There's one single in particular that supports the claim that Wings was an entity unto itself, and I've only heard it on the radio twice; once was during a rerun of Casey's Coast to Coast, the other was just randomly in the middle of the afternoon on a station that played a mix of '70s, '80s, and '90s. The song of which I speak is "Junior's Farm."
It was released as a non-album single (meaning it didn't appear on an album leading up to or following its release but was released for purchase and for distribution to radio stations) in 1974 and successfully hit the top 3 on the American Billboard Charts, and number 16 in the UK.
"Junior's Farm" has a lot of McCartney's typical pop sensibilities and nonsense, including a line about talking to an Eskimo, but it also has a much harder rock edge to it.

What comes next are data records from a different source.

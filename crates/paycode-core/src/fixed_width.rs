//! # Fixed-Width Base-36 Fields
//!
//! Stateless helpers for the zero-padded base-36 fields that make up a
//! preferences suffix.
//!
//! ## Field Anatomy
//! ```text
//! ┌─────────────────────────────────────────────────────────────────────────┐
//! │  "030027LU"                                                             │
//! │   ││││││└┴── sentinel                                                   │
//! │   │││││└──── color  (1 digit)                                          │
//! │   ││└┴┴───── tip    (3 digits, zero-padded)                            │
//! │   └┴──────── version (2 digits, zero-padded)                           │
//! │                                                                         │
//! │  Every field is base-36: 0-9 then A-Z. One digit holds 0..=35,         │
//! │  two digits hold 0..=1295, three digits hold 0..=46655.                │
//! └─────────────────────────────────────────────────────────────────────────┘
//! ```

use crate::error::EncodeError;

/// Radix used by every field of the format.
pub const RADIX: u32 = 36;

/// Renders `value` in uppercase base-36 with no padding.
///
/// ## Example
/// ```rust
/// use paycode_core::fixed_width::to_base36;
///
/// assert_eq!(to_base36(0), "0");
/// assert_eq!(to_base36(35), "Z");
/// assert_eq!(to_base36(46655), "ZZZ");
/// ```
pub fn to_base36(mut value: u32) -> String {
    if value == 0 {
        return "0".to_string();
    }

    let mut digits = Vec::new();
    while value > 0 {
        // from_digit only fails for digit >= radix, which `%` rules out
        if let Some(c) = char::from_digit(value % RADIX, RADIX) {
            digits.push(c.to_ascii_uppercase());
        }
        value /= RADIX;
    }

    digits.iter().rev().collect()
}

/// Parses a base-36 field.
///
/// Stricter than `u32::from_str_radix`: a leading `+` or any character that
/// is not an ASCII letter or digit is rejected, as is the empty string.
pub fn parse_base36(digits: &str) -> Option<u32> {
    if digits.is_empty() || !digits.bytes().all(|b| b.is_ascii_alphanumeric()) {
        return None;
    }

    u32::from_str_radix(digits, RADIX).ok()
}

/// Checks that `code` has exactly `expected_length` bytes and that the
/// base-36 number in `code[version_start..version_end]` equals
/// `expected_version`.
///
/// Unparseable or out-of-bounds version ranges yield `false`.
///
/// ## Example
/// ```rust
/// use paycode_core::fixed_width::is_valid_code;
///
/// assert!(is_valid_code("030027LU", 8, 0, 2, 3));
/// assert!(!is_valid_code("030027LU", 8, 0, 2, 2));
/// assert!(!is_valid_code("0300LU", 8, 0, 2, 3));
/// ```
pub fn is_valid_code(
    code: &str,
    expected_length: usize,
    version_start: usize,
    version_end: usize,
    expected_version: u32,
) -> bool {
    if code.len() != expected_length {
        return false;
    }

    code.get(version_start..version_end)
        .and_then(parse_base36)
        .map_or(false, |version| version == expected_version)
}

/// Left-pads `value` with `'0'` up to `final_size` characters.
///
/// `None` pads the empty string. Values already at least `final_size` long
/// come back unchanged, never truncated.
///
/// ## Example
/// ```rust
/// use paycode_core::fixed_width::left_pad_with_zeros;
///
/// assert_eq!(left_pad_with_zeros(Some("7"), 3), "007");
/// assert_eq!(left_pad_with_zeros(None, 2), "00");
/// assert_eq!(left_pad_with_zeros(Some("1234"), 2), "1234");
/// ```
pub fn left_pad_with_zeros(value: Option<&str>, final_size: usize) -> String {
    let value = value.unwrap_or_default();
    format!("{value:0>final_size$}")
}

/// Renders `value` as exactly `width` zero-padded base-36 digits.
///
/// Meant for fields whose content is fixed by the format (the version
/// field), so both failure modes are programmer errors.
///
/// ## Errors
/// - `InvalidArgument` for a zero `width`
/// - `InvalidArgument` if `value` needs more than `width` digits
pub fn encode_field(value: u32, width: usize) -> Result<String, EncodeError> {
    if width == 0 {
        return Err(EncodeError::InvalidArgument(
            "field width must be at least one digit".to_string(),
        ));
    }

    let digits = to_base36(value);
    if digits.len() > width {
        return Err(EncodeError::InvalidArgument(format!(
            "{value} needs {} base-36 digits but the field holds {width}",
            digits.len()
        )));
    }

    Ok(left_pad_with_zeros(Some(&digits), width))
}

// =============================================================================
// Unit Tests
// =============================================================================

#[cfg(test)]
mod tests {
    use super::*;

    #[test]
    fn test_to_base36() {
        assert_eq!(to_base36(0), "0");
        assert_eq!(to_base36(9), "9");
        assert_eq!(to_base36(10), "A");
        assert_eq!(to_base36(36), "10");
        assert_eq!(to_base36(1295), "ZZ");
        assert_eq!(to_base36(1296), "100");
        assert_eq!(to_base36(46656), "1000");
    }

    #[test]
    fn test_parse_base36() {
        assert_eq!(parse_base36("ZZZ"), Some(46655));
        assert_eq!(parse_base36("03"), Some(3));
        assert_eq!(parse_base36("z"), Some(35));

        assert_eq!(parse_base36(""), None);
        assert_eq!(parse_base36("+1"), None);
        assert_eq!(parse_base36("-1"), None);
        assert_eq!(parse_base36("A B"), None);
        assert_eq!(parse_base36("ZZZZZZZZ"), None); // overflows u32
    }

    #[test]
    fn test_is_valid_code() {
        assert!(is_valid_code("030027LU", 8, 0, 2, 3));
        assert!(is_valid_code("02001ZLU", 8, 0, 2, 2));

        // Wrong length
        assert!(!is_valid_code("030027LUX", 8, 0, 2, 3));
        // Wrong version
        assert!(!is_valid_code("040027LU", 8, 0, 2, 3));
        // Garbage in the version field
        assert!(!is_valid_code("-30027LU", 8, 0, 2, 3));
        // Version range past the end
        assert!(!is_valid_code("030027LU", 8, 7, 10, 3));
        // Range splitting a multi-byte character
        assert!(!is_valid_code("é30027L", 8, 0, 1, 3));
    }

    #[test]
    fn test_left_pad_with_zeros() {
        assert_eq!(left_pad_with_zeros(Some("2"), 3), "002");
        assert_eq!(left_pad_with_zeros(Some(""), 2), "00");
        assert_eq!(left_pad_with_zeros(None, 0), "");
        assert_eq!(left_pad_with_zeros(Some("ABCD"), 3), "ABCD");
    }

    #[test]
    fn test_left_pad_is_idempotent() {
        for input in ["", "1", "ZZ", "ABC", "12345"] {
            for width in input.len()..8 {
                let once = left_pad_with_zeros(Some(input), width);
                let twice = left_pad_with_zeros(Some(&once), width);
                assert_eq!(once, twice, "input {input:?} width {width}");
                assert_eq!(once.len(), width);
            }
        }
    }

    #[test]
    fn test_encode_field() {
        assert_eq!(encode_field(3, 2).unwrap(), "03");
        assert_eq!(encode_field(46655, 3).unwrap(), "ZZZ");

        assert!(matches!(
            encode_field(1, 0),
            Err(EncodeError::InvalidArgument(_))
        ));
        assert!(matches!(
            encode_field(1296, 2),
            Err(EncodeError::InvalidArgument(_))
        ));
    }
}
//! # Tip Module
//!
//! The tip preference printed into a payment code.
//!
//! ## One Field, Two Kinds
//! ```text
//! ┌─────────────────────────────────────────────────────────────────────────┐
//! │                    Encoded Value Space (0..=46655)                      │
//! │                                                                         │
//! │   0 ─────────────── 1295 │ 1296 ──────────────────────────────── 46655 │
//! │   Percentage(v) = v      │ CashCents(v) = 1296 + v                     │
//! │   "000" ........ "0ZZ"   │ "100" .............................. "ZZZ" │
//! │                                                                         │
//! │  The sub-range IS the type tag. There is no discriminant digit, which  │
//! │  is what lets the current format use one 3-digit field where the      │
//! │  legacy format needed a type digit plus a 2-digit value.               │
//! └─────────────────────────────────────────────────────────────────────────┘
//! ```
//!
//! ## Usage
//! ```rust
//! use paycode_core::tip::TipValue;
//!
//! let tip = TipValue::percentage(15).unwrap();
//! assert_eq!(tip.encoded_value(), 15);
//!
//! let tip = TipValue::cash_cents(250).unwrap(); // $2.50
//! assert_eq!(tip.encoded_value(), 1546);
//! assert_eq!(TipValue::from_encoded(1546).unwrap(), tip);
//! ```

use serde::{Deserialize, Serialize};
use std::fmt;
use ts_rs::TS;

use crate::error::{DecodeError, TipError};

/// Largest percentage: two base-36 digits, `"ZZ"`.
pub const MAX_PERCENTAGE: u32 = 1295;

/// Largest cash tip in cents, so that `CASH_OFFSET + MAX_CASH_CENTS` is `"ZZZ"`.
pub const MAX_CASH_CENTS: u32 = 45359;

/// First encoded value belonging to cash tips.
pub const CASH_OFFSET: u32 = MAX_PERCENTAGE + 1;

/// Largest encoded value of any tip.
pub const MAX_ENCODED: u32 = CASH_OFFSET + MAX_CASH_CENTS;

// =============================================================================
// Tip Kind
// =============================================================================

/// Which half of the encoded space a tip lives in.
#[derive(Debug, Clone, Copy, PartialEq, Eq, Hash, Serialize, Deserialize, TS)]
#[ts(export)]
#[serde(rename_all = "snake_case")]
pub enum TipKind {
    Percentage,
    CashCents,
}

impl fmt::Display for TipKind {
    fn fmt(&self, f: &mut fmt::Formatter<'_>) -> fmt::Result {
        match self {
            TipKind::Percentage => write!(f, "percentage"),
            TipKind::CashCents => write!(f, "cash"),
        }
    }
}

// =============================================================================
// Bounded Values
// =============================================================================

/// A tip percentage in `0..=1295`.
#[derive(
    Debug, Clone, Copy, PartialEq, Eq, PartialOrd, Ord, Hash, Serialize, Deserialize, TS,
)]
#[ts(export)]
#[serde(try_from = "u32", into = "u32")]
pub struct Percentage(#[ts(as = "u32")] u16);

impl Percentage {
    /// Creates a percentage, rejecting anything above [`MAX_PERCENTAGE`].
    ///
    /// ## Example
    /// ```rust
    /// use paycode_core::tip::Percentage;
    ///
    /// assert_eq!(Percentage::new(18).unwrap().get(), 18);
    /// assert!(Percentage::new(1296).is_err());
    /// ```
    pub fn new(value: u32) -> Result<Self, TipError> {
        if value > MAX_PERCENTAGE {
            return Err(TipError::ValueOutOfRange {
                kind: TipKind::Percentage,
                value,
                max: MAX_PERCENTAGE,
            });
        }
        Ok(Percentage(value as u16))
    }

    #[inline]
    pub const fn get(&self) -> u32 {
        self.0 as u32
    }
}

impl TryFrom<u32> for Percentage {
    type Error = TipError;

    fn try_from(value: u32) -> Result<Self, Self::Error> {
        Percentage::new(value)
    }
}

impl From<Percentage> for u32 {
    fn from(value: Percentage) -> Self {
        value.get()
    }
}

/// A cash tip in US cents, `0..=45359`.
#[derive(
    Debug, Clone, Copy, PartialEq, Eq, PartialOrd, Ord, Hash, Serialize, Deserialize, TS,
)]
#[ts(export)]
#[serde(try_from = "u32", into = "u32")]
pub struct CashCents(#[ts(as = "u32")] u16);

impl CashCents {
    /// Creates a cash tip, rejecting anything above [`MAX_CASH_CENTS`].
    ///
    /// ## Example
    /// ```rust
    /// use paycode_core::tip::CashCents;
    ///
    /// assert_eq!(CashCents::new(45359).unwrap().get(), 45359);
    /// assert!(CashCents::new(45360).is_err());
    /// ```
    pub fn new(value: u32) -> Result<Self, TipError> {
        if value > MAX_CASH_CENTS {
            return Err(TipError::ValueOutOfRange {
                kind: TipKind::CashCents,
                value,
                max: MAX_CASH_CENTS,
            });
        }
        Ok(CashCents(value as u16))
    }

    #[inline]
    pub const fn get(&self) -> u32 {
        self.0 as u32
    }
}

impl TryFrom<u32> for CashCents {
    type Error = TipError;

    fn try_from(value: u32) -> Result<Self, Self::Error> {
        CashCents::new(value)
    }
}

impl From<CashCents> for u32 {
    fn from(value: CashCents) -> Self {
        value.get()
    }
}

// =============================================================================
// Tip Value
// =============================================================================

/// A tip preference: either a percentage or a fixed cash amount.
///
/// Equality and ordering compare the variant first, so
/// `Percentage(5) != CashCents(5)` and every percentage sorts before every
/// cash amount.
///
/// ## Wire vs JSON
/// On the wire the variant is implied by the encoded value's sub-range.
/// JSON (for frontends) is adjacently tagged:
/// `{"kind": "cash_cents", "value": 250}`.
#[derive(
    Debug, Clone, Copy, PartialEq, Eq, PartialOrd, Ord, Hash, Serialize, Deserialize, TS,
)]
#[ts(export)]
#[serde(tag = "kind", content = "value", rename_all = "snake_case")]
pub enum TipValue {
    Percentage(Percentage),
    CashCents(CashCents),
}

impl TipValue {
    /// Shorthand for `TipValue::Percentage(Percentage::new(v)?)`.
    pub fn percentage(value: u32) -> Result<Self, TipError> {
        Percentage::new(value).map(TipValue::Percentage)
    }

    /// Shorthand for `TipValue::CashCents(CashCents::new(v)?)`.
    pub fn cash_cents(value: u32) -> Result<Self, TipError> {
        CashCents::new(value).map(TipValue::CashCents)
    }

    /// Returns which half of the encoded space this tip uses.
    pub const fn kind(&self) -> TipKind {
        match self {
            TipValue::Percentage(_) => TipKind::Percentage,
            TipValue::CashCents(_) => TipKind::CashCents,
        }
    }

    /// Returns the raw value (percent or cents) without the range offset.
    pub const fn value(&self) -> u32 {
        match self {
            TipValue::Percentage(p) => p.get(),
            TipValue::CashCents(c) => c.get(),
        }
    }

    /// Folds variant and value into the shared integer space.
    ///
    /// Always `<=` [`MAX_ENCODED`], so three base-36 digits suffice.
    pub const fn encoded_value(&self) -> u32 {
        match self {
            TipValue::Percentage(p) => p.get(),
            TipValue::CashCents(c) => CASH_OFFSET + c.get(),
        }
    }

    /// Recovers a tip from its encoded value by sub-range.
    ///
    /// ## Example
    /// ```rust
    /// use paycode_core::tip::{TipKind, TipValue};
    ///
    /// assert_eq!(TipValue::from_encoded(1295).unwrap().kind(), TipKind::Percentage);
    /// assert_eq!(TipValue::from_encoded(1296).unwrap().kind(), TipKind::CashCents);
    /// assert!(TipValue::from_encoded(46656).is_err());
    /// ```
    pub fn from_encoded(encoded: u32) -> Result<Self, DecodeError> {
        match encoded {
            0..=MAX_PERCENTAGE => Ok(TipValue::Percentage(Percentage(encoded as u16))),
            CASH_OFFSET..=MAX_ENCODED => Ok(TipValue::CashCents(CashCents(
                (encoded - CASH_OFFSET) as u16,
            ))),
            _ => Err(DecodeError::OutOfRange(encoded)),
        }
    }
}

/// Display for logs and the CLI: `15%` or `$2.50`.
impl fmt::Display for TipValue {
    fn fmt(&self, f: &mut fmt::Formatter<'_>) -> fmt::Result {
        match self {
            TipValue::Percentage(p) => write!(f, "{}%", p.get()),
            TipValue::CashCents(c) => write!(f, "${}.{:02}", c.get() / 100, c.get() % 100),
        }
    }
}

// =============================================================================
// Unit Tests
// =============================================================================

It's fairly guitar riff-centric and sports a couple of interesting solos too.
I can't figure out why this doesn't get more airplay than it does; it was released in the prime of McCartney's post-Beatles guitar and would fit right alongside any other number of his classic rock staples from that period. It's also a tremendously welcome breath of fresh air from the constant rotation of "Maybe I'm Amazed," "Band on the Run," and "Live and Let Die."
What do you think though? Does this sound too much like other McCartney songs or does it actually seem like Wings infused the track with some needed drive?